When you upload SSL certificates in the SSL Certificates Service console, HTTPS is used for communication throughout the process, and the OV SSL certificates issued by SecureSite are used for encryption to ensure data communication security.
- The certificates uploaded are stored in Tencent Cloud’s databases and are encrypted using the Advanced Encryption Standard and Cipher Block Chaining. The key is 128 bits long, which would take 210.4 billion years to break even using the most powerful computer we have currently.
- To improve the availability and security of certificate data, Tencent Cloud has deployed three certificate databases across two regions, including a primary database, a hot backup database, and a cold backup database. They use private networks, have no externally exposed APIs, and are protected by Secure Tencent Gateway (STGW).

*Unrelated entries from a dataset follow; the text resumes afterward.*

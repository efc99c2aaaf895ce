//! One-dimensional PostgreSQL array literals, e.g. `{1,2,3}` or `{"a","b"}`.
//!
//! Slice payloads travel through the value union as `Text` holding such a
//! literal. NULL elements and nested arrays are not supported.

use std::iter::Peekable;
use std::str::Chars;

use crate::error::{Result, TristateError};

/// Joins already formatted elements into a literal.
pub(crate) fn encode<I>(elements: I, quoted: bool) -> String
where
    I: IntoIterator<Item = String>,
{
    let mut literal = String::from("{");
    for (i, element) in elements.into_iter().enumerate() {
        if i > 0 {
            literal.push(',');
        }
        if quoted {
            literal.push('"');
            for c in element.chars() {
                if c == '"' || c == '\\' {
                    literal.push('\\');
                }
                literal.push(c);
            }
            literal.push('"');
        } else {
            literal.push_str(&element);
        }
    }
    literal.push('}');
    literal
}

/// Splits a literal into its unescaped elements.
pub(crate) fn decode(literal: &str) -> Result<Vec<String>> {
    let inner = literal
        .trim()
        .strip_prefix('{')
        .and_then(|rest| rest.strip_suffix('}'))
        .ok_or_else(|| malformed(literal, "expected surrounding braces"))?;
    let mut elements = Vec::new();
    if inner.trim().is_empty() {
        return Ok(elements);
    }
    let mut chars = inner.chars().peekable();
    loop {
        skip_whitespace(&mut chars);
        let element = match chars.peek() {
            Some('"') => {
                chars.next();
                quoted(&mut chars, literal)?
            }
            Some('{') => return Err(malformed(literal, "nested arrays are not supported")),
            _ => {
                let element = unquoted(&mut chars, literal)?;
                if element.is_empty() {
                    return Err(malformed(literal, "empty element"));
                }
                if element.eq_ignore_ascii_case("null") {
                    return Err(malformed(literal, "NULL elements are not supported"));
                }
                element
            }
        };
        elements.push(element);
        skip_whitespace(&mut chars);
        match chars.next() {
            None => return Ok(elements),
            Some(',') => continue,
            Some(c) => return Err(malformed(literal, format!("unexpected '{}'", c))),
        }
    }
}

fn quoted(chars: &mut Peekable<Chars>, literal: &str) -> Result<String> {
    let mut element = String::new();
    while let Some(c) = chars.next() {
        match c {
            '"' => return Ok(element),
            '\\' => match chars.next() {
                Some(escaped) => element.push(escaped),
                None => break,
            },
            _ => element.push(c),
        }
    }
    Err(malformed(literal, "unterminated quoted element"))
}

fn unquoted(chars: &mut Peekable<Chars>, literal: &str) -> Result<String> {
    let mut element = String::new();
    while let Some(&c) = chars.peek() {
        match c {
            ',' => break,
            '"' | '{' | '}' => return Err(malformed(literal, format!("unexpected '{}' in unquoted element", c))),
            _ => element.push(c),
        }
        chars.next();
    }
    Ok(element.trim_end().to_string())
}

fn skip_whitespace(chars: &mut Peekable<Chars>) {
    while chars.peek().is_some_and(|c| c.is_whitespace()) {
        chars.next();
    }
}

fn malformed(literal: &str, reason: impl std::fmt::Display) -> TristateError {
    TristateError::ArrayLiteral(format!("{}: {}", reason, literal))
}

- There are 6 backend servers for SSL certificates, which are accessed via a load balancer to ensure API stability.
Accessing and reading certificates
SSL Certificate Service has integrated resource-level CAM. It’s backed by a well-established access management system that allows you to grant different access to different certificates on a per sub-account basis to prevent malicious revocation, deletion, etc.
Certificate reading by other Tencent Cloud services (e.g., Anti-DDoS):
- SSL Certificate Service is interconnected with Tencent Cloud services including CLB, CDN, WAF, Anti-DDOS, CSS, etc., which can read SSL certificates via private APIs when necessary.
- The certificate reading process is also protected by STGW. Other Tencent Cloud services are supposed to read the certificates only when necessary. Requests are validated and authenticated to prevent unauthorized and unnecessary access.